Белая повязка на голове Кати подчеркивала бо­лезненную бледность лица, и вся она была такой хрупкой, тоненькой.

«Милая... Катя... Катюша...» В сердце, в душе было столько нежности, светлых намерений, боль­ших надежд.

Андрей, осторожно поправив спустившееся на пол одеяло, взглянул в последний раз на Катю и ти­хонько вышел из палаты. «Надо зайти к главному врачу».

Профессор встал навстречу Ермакову и, погла­живая седые взъерошенные волосы, протянул руку:

— Мир тесен, батенька мой, тесен мир! Не узна­ли меня? А я вас еще в прошлый раз приметил. Ав­деев моя фамилия, Евлампий Нестерович Авдеев, впрочем, можете называть меня товарищем. Теперь все товарищи! Помните, как мы с вами спорили в ва­гоне?.. Да-с, батенька, мой!.. Ну, кто старое помянет, тому глаз вон, а для моряка глаз — орган наинеоб­ходимейший.

Ермаков назвал себя, сел на пододвинутый про­фессором стул и только было собрался спросить о здоровье Катюши, как профессор сам сказал:

— Гражданку Попову обещаю поставить на ноги в лучшем виде. Можете не тревожиться.

7

Никитин принял Ермакова и Макара Фаддеевича вне очереди, хотя они и пришли на полчаса раньше назначенного срока.

— Я вас вызвал вот по какому поводу, — сказал он, передавая Ермакову и Репьеву протокол допроса Орехова-Петрюка. — Вот они, какие дела! — произ­нес Никитин, выждав, пока Ермаков и Репьев про­читали до конца густо исписанные листки. — Как ви­дите, сия птица эсеровской породы. Пела она и по английским и по американским нотам, а тихий часовщик Борисов — явный резидент английской раз­ведки. Давно работает в России, правда, с перерывом. Судя по времени установления его связи с Ореховым-Петрюком и открытию мастерской на Греческом ба­заре, это именно его и высадил в августе Антос Одноглазый у Люстдорфа.

Никитин открыл табакерку, вытряхнул на обры­вок газеты несколько крупинок махорки.

— Андрей Романович, подсыпь-ка мне твоего та­бачку.

Ермаков достал кисет.

— Докатились эсеры до ручки: заодно с банди­тами и шпионами!

— Им нечего было и докатываться, они со дня рождения враги народа, — вступил в разговор Репьев.

— Вот именно, — поддакнул Никитин, свертывая козью ножку. — А поддельными документами этого типчика снабдил в Ростове Чириков.

— Ну, а какая им выгода, если бы потонула «Волга»? — спросил Андрей.

— Очень даже большая выгода: «Волга» при­везла машины — это раз, порт закупорила бы надол­го — два.
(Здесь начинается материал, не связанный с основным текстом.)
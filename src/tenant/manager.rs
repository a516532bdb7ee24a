//! Tenant instance lifecycle.
//!
//! Each tenant id maps to a slot. A short std mutex guards the slot map;
//! each slot owns an async mutex around the tenant's live instance, so
//! materialize, evict, suspend and delete for one tenant are serialized
//! without ever blocking unrelated tenants.
//!
//! A slot is only authoritative while it is registered in the map. Empty
//! slots are removed under their own lock, so a task that was waiting on a
//! removed slot re-checks registration and starts over with a fresh one.

use super::auth::{Authenticator, CreateTenantOptions, TenantCredentials, TenantInfo, TenantStatus};
use super::handler::{ContextHandler, RequestHandler};
use crate::config::ManagerConfig;
use crate::error::{Error, Result};
use crate::storage::Store;
use crate::validate;
use serde::Serialize;
use std::collections::HashMap;
use std::sync::atomic::{AtomicBool, Ordering};
use std::sync::{Arc, Mutex, Weak};
use std::time::{Duration, Instant};
use tokio::sync::oneshot;
use tokio::task::{JoinHandle, JoinSet};
use tracing::{debug, error, info, warn};

/// A live store and handler for one tenant.
#[derive(Debug)]
struct TenantInstance {
    handler: Arc<ContextHandler>,
    last_used: Instant,
}

impl TenantInstance {
    fn touch(&mut self) -> Arc<ContextHandler> {
        self.last_used = Instant::now();
        Arc::clone(&self.handler)
    }

    async fn close(self, tenant_id: &str) {
        if let Err(e) = self.handler.close().await {
            error!(tenant_id, error = %e, "Failed to close tenant instance");
        }
    }
}

#[derive(Debug, Default)]
struct Slot {
    instance: tokio::sync::Mutex<Option<TenantInstance>>,
}

/// Authenticator record plus whether an instance is live.
#[derive(Debug, Clone, Serialize)]
pub struct TenantSummary {
    #[serde(flatten)]
    pub info: TenantInfo,
    pub instance_active: bool,
}

/// Owns every tenant's live instance.
pub struct TenantManager {
    config: ManagerConfig,
    auth: Arc<dyn Authenticator>,
    slots: Mutex<HashMap<String, Arc<Slot>>>,
    shutting_down: AtomicBool,
}

impl std::fmt::Debug for TenantManager {
    fn fmt(&self, f: &mut std::fmt::Formatter<'_>) -> std::fmt::Result {
        f.debug_struct("TenantManager")
            .field("config", &self.config)
            .finish_non_exhaustive()
    }
}

impl TenantManager {
    #[must_use]
    pub fn new(config: ManagerConfig, auth: Arc<dyn Authenticator>) -> Self {
        Self {
            config,
            auth,
            slots: Mutex::new(HashMap::new()),
            shutting_down: AtomicBool::new(false),
        }
    }

    #[must_use]
    pub fn config(&self) -> &ManagerConfig {
        &self.config
    }

    fn existing_slot(&self, tenant_id: &str) -> Option<Arc<Slot>> {
        self.lock_slots().get(tenant_id).cloned()
    }

    fn slot(&self, tenant_id: &str) -> Arc<Slot> {
        Arc::clone(self.lock_slots().entry(tenant_id.to_string()).or_default())
    }

    fn is_registered(&self, tenant_id: &str, slot: &Arc<Slot>) -> bool {
        self.lock_slots()
            .get(tenant_id)
            .is_some_and(|current| Arc::ptr_eq(current, slot))
    }

    /// Drop `slot` from the map if it is still the registered one.
    /// Callers hold the slot lock and have left it empty.
    fn remove_slot(&self, tenant_id: &str, slot: &Arc<Slot>) {
        let mut slots = self.lock_slots();
        if slots
            .get(tenant_id)
            .is_some_and(|current| Arc::ptr_eq(current, slot))
        {
            slots.remove(tenant_id);
        }
    }

    fn is_shutting_down(&self) -> bool {
        self.shutting_down.load(Ordering::SeqCst)
    }

    fn all_slots(&self) -> Vec<(String, Arc<Slot>)> {
        self.lock_slots()
            .iter()
            .map(|(id, slot)| (id.clone(), Arc::clone(slot)))
            .collect()
    }

    fn lock_slots(&self) -> std::sync::MutexGuard<'_, HashMap<String, Arc<Slot>>> {
        // The map holds no invariants a panicking holder could break.
        self.slots
            .lock()
            .unwrap_or_else(std::sync::PoisonError::into_inner)
    }

    fn is_demo(&self, tenant_id: &str) -> bool {
        self.config.demo_tenant.as_deref() == Some(tenant_id)
    }

    async fn is_admitted(&self, tenant_id: &str) -> Result<bool> {
        if self.is_demo(tenant_id) {
            return Ok(true);
        }
        Ok(self
            .auth
            .get_tenant_info(tenant_id)
            .await?
            .is_some_and(|info| info.status == TenantStatus::Active))
    }

    /// The tenant's handler, materializing it on first use.
    ///
    /// Returns `Ok(None)`, with no side effects, for unknown or inactive
    /// tenants.
    ///
    /// # Errors
    ///
    /// Returns `Error::TenantUnavailable` if the store cannot be opened or
    /// the manager has shut down, or the authenticator's error.
    pub async fn get_tenant_server(&self, tenant_id: &str) -> Result<Option<Arc<ContextHandler>>> {
        if validate::validate_tenant_id(tenant_id).is_err() {
            debug!(tenant_id, "Rejected malformed tenant id");
            return Ok(None);
        }

        if let Some(slot) = self.existing_slot(tenant_id) {
            if let Some(instance) = slot.instance.lock().await.as_mut() {
                return Ok(Some(instance.touch()));
            }
        }

        if !self.is_admitted(tenant_id).await? {
            debug!(tenant_id, "Tenant unknown or inactive");
            return Ok(None);
        }

        loop {
            if self.is_shutting_down() {
                return Err(self.shut_down_error(tenant_id));
            }
            let slot = self.slot(tenant_id);
            let mut guard = slot.instance.lock().await;
            if !self.is_registered(tenant_id, &slot) {
                continue;
            }
            if self.is_shutting_down() {
                self.remove_slot(tenant_id, &slot);
                return Err(self.shut_down_error(tenant_id));
            }
            if let Some(instance) = guard.as_mut() {
                return Ok(Some(instance.touch()));
            }
            // Suspend or delete may have won the slot while we waited.
            if !self.is_admitted(tenant_id).await? {
                self.remove_slot(tenant_id, &slot);
                return Ok(None);
            }

            let handler = match self.materialize(tenant_id).await {
                Ok(handler) => Arc::new(handler),
                Err(e) => {
                    self.remove_slot(tenant_id, &slot);
                    return Err(e);
                }
            };
            *guard = Some(TenantInstance {
                handler: Arc::clone(&handler),
                last_used: Instant::now(),
            });
            info!(tenant_id, "Materialized tenant instance");
            return Ok(Some(handler));
        }
    }

    fn shut_down_error(&self, tenant_id: &str) -> Error {
        debug!(tenant_id, "Rejected request after shutdown");
        Error::TenantUnavailable {
            tenant_id: tenant_id.to_string(),
            reason: "tenant manager is shut down".to_string(),
        }
    }

    async fn materialize(&self, tenant_id: &str) -> Result<ContextHandler> {
        let path = self.config.tenant_db_path(tenant_id);
        match Store::open(&path, self.config.tenant_store_config(tenant_id)).await {
            Ok(store) => Ok(ContextHandler::new(store)),
            Err(e) => {
                error!(tenant_id, path = %path.display(), error = %e, "Tenant store failed to open");
                Err(Error::TenantUnavailable {
                    tenant_id: tenant_id.to_string(),
                    reason: e.to_string(),
                })
            }
        }
    }

    /// Register a tenant and create its data directory.
    ///
    /// The store itself is created lazily on first use.
    ///
    /// # Errors
    ///
    /// Returns the authenticator's error, or `Error::PathIo` if the
    /// directory cannot be created.
    pub async fn create_tenant(&self, options: CreateTenantOptions) -> Result<TenantCredentials> {
        let credentials = self.auth.create_tenant(options).await?;
        let dir = self.config.tenant_dir(&credentials.tenant_id);
        tokio::fs::create_dir_all(&dir)
            .await
            .map_err(|source| Error::PathIo { path: dir, source })?;
        info!(tenant_id = %credentials.tenant_id, "Created tenant");
        Ok(credentials)
    }

    /// Close the live instance, then mark the tenant deleted.
    ///
    /// On-disk data is kept.
    ///
    /// # Errors
    ///
    /// Returns the authenticator's error (e.g. `Error::TenantNotFound`).
    pub async fn delete_tenant(&self, tenant_id: &str) -> Result<()> {
        self.evict_then(tenant_id, "delete", self.auth.delete_tenant(tenant_id))
            .await
    }

    /// Close the live instance, then revoke the tenant's access.
    ///
    /// # Errors
    ///
    /// Returns the authenticator's error (e.g. `Error::TenantNotFound`).
    pub async fn suspend_tenant(&self, tenant_id: &str) -> Result<()> {
        self.evict_then(tenant_id, "suspend", self.auth.revoke_tenant(tenant_id))
            .await
    }

    /// Evict under the slot lock and run `update` before releasing it, so no
    /// request can see the tenant's new status with a live instance.
    ///
    /// The slot is taken (not just looked up) so an in-flight materialize
    /// finishes first; it is removed again before the lock is released.
    async fn evict_then<F>(&self, tenant_id: &str, reason: &str, update: F) -> Result<()>
    where
        F: std::future::Future<Output = Result<()>>,
    {
        let slot = self.slot(tenant_id);
        let mut guard = slot.instance.lock().await;
        if let Some(instance) = guard.take() {
            instance.close(tenant_id).await;
            info!(tenant_id, reason, "Evicted tenant instance");
        }
        let result = update.await;
        self.remove_slot(tenant_id, &slot);
        drop(guard);
        result
    }

    /// Authenticator records annotated with instance liveness.
    ///
    /// # Errors
    ///
    /// Returns the authenticator's error.
    pub async fn list_tenants(&self) -> Result<Vec<TenantSummary>> {
        let tenants = self.auth.list_tenants().await?;
        let mut out = Vec::with_capacity(tenants.len());
        for info in tenants {
            let mut instance_active = false;
            if let Some(slot) = self.existing_slot(&info.tenant_id) {
                instance_active = slot.instance.lock().await.is_some();
            }
            out.push(TenantSummary {
                info,
                instance_active,
            });
        }
        Ok(out)
    }

    /// Tenants the authenticator considers active.
    ///
    /// # Errors
    ///
    /// Returns the authenticator's error.
    pub async fn get_active_tenant_count(&self) -> Result<usize> {
        Ok(self
            .auth
            .list_tenants()
            .await?
            .iter()
            .filter(|t| t.status == TenantStatus::Active)
            .count())
    }

    /// Live instances in this process.
    pub async fn get_active_instance_count(&self) -> usize {
        let mut count = 0;
        for (_, slot) in self.all_slots() {
            if slot.instance.lock().await.is_some() {
                count += 1;
            }
        }
        count
    }

    /// Close instances unused for longer than `max_idle` and drop empty
    /// slots.
    ///
    /// Durable data and authenticator records are untouched. Returns the
    /// number of instances evicted.
    pub async fn cleanup_inactive_instances(&self, max_idle: Duration) -> usize {
        let mut evicted = 0;
        for (tenant_id, slot) in self.all_slots() {
            let mut guard = slot.instance.lock().await;
            let idle = guard
                .as_ref()
                .is_some_and(|instance| instance.last_used.elapsed() > max_idle);
            if idle {
                if let Some(instance) = guard.take() {
                    instance.close(&tenant_id).await;
                    info!(tenant_id = %tenant_id, "Reaped idle tenant instance");
                    evicted += 1;
                }
            }
            if guard.is_none() {
                self.remove_slot(&tenant_id, &slot);
            }
        }
        if evicted > 0 {
            debug!(evicted, "Idle sweep complete");
        }
        evicted
    }

    /// Close every live instance concurrently, then clear the registry.
    ///
    /// Later `get_tenant_server` calls fail with `Error::TenantUnavailable`.
    pub async fn shutdown(&self) {
        self.shutting_down.store(true, Ordering::SeqCst);
        let mut closing = JoinSet::new();
        for (tenant_id, slot) in self.all_slots() {
            closing.spawn(async move {
                let instance = slot.instance.lock().await.take();
                if let Some(instance) = instance {
                    instance.close(&tenant_id).await;
                }
            });
        }
        while let Some(joined) = closing.join_next().await {
            if let Err(e) = joined {
                warn!(error = %e, "Instance close task failed");
            }
        }
        self.lock_slots().clear();
        info!("Tenant manager shut down");
    }

    /// Sweep idle instances every `sweep_interval` until the handle is
    /// stopped or the manager is dropped.
    #[must_use]
    pub fn spawn_reaper(self: &Arc<Self>) -> ReaperHandle {
        let manager: Weak<Self> = Arc::downgrade(self);
        let every = self.config.sweep_interval;
        let max_idle = self.config.idle_timeout;
        let (stop_tx, mut stop_rx) = oneshot::channel();

        let task = tokio::spawn(async move {
            let mut interval = tokio::time::interval(every);
            interval.tick().await;
            loop {
                tokio::select! {
                    _ = &mut stop_rx => break,
                    _ = interval.tick() => {
                        let Some(manager) = manager.upgrade() else { break };
                        manager.cleanup_inactive_instances(max_idle).await;
                    }
                }
            }
            debug!("Reaper stopped");
        });

        ReaperHandle {
            stop: Some(stop_tx),
            task,
        }
    }
}

/// Stops the idle reaper when asked or when dropped.
#[derive(Debug)]
pub struct ReaperHandle {
    stop: Option<oneshot::Sender<()>>,
    task: JoinHandle<()>,
}

impl ReaperHandle {
    /// Stop the reaper and wait for it to exit.
    pub async fn stop(mut self) {
        if let Some(stop) = self.stop.take() {
            let _ = stop.send(());
        }
        if let Err(e) = (&mut self.task).await {
            warn!(error = %e, "Reaper task failed");
        }
    }
}

impl Drop for ReaperHandle {
    fn drop(&mut self) {
        if let Some(stop) = self.stop.take() {
            let _ = stop.send(());
        }
    }
}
И сам пароход — тоже не мелочь. К тому же борисовы, петрюки-ореховы да антосы с лимон­чиками не только в Одессе орудуют. Врагов у Совет­ской республики кругом пруд пруди. Успевай пово­рачиваться! Нам спать некогда. Нельзя нам спать! Уснешь — обскачут, обскачут — сожрут! Они хотят, чтобы Советская республика подольше сил не на­брала. О новой интервенции помышляют. Мечтают о ней, готовятся. Ты подумай-ка, чего английские ка­питалисты у нас в России лишились, всякие нобели и детердинги. Английские буржуи спят и видят Ба­ку — так и пишут в своих газетах, не стесняясь: «Если, — говорят, — нефть — королева, то Баку — ее трон».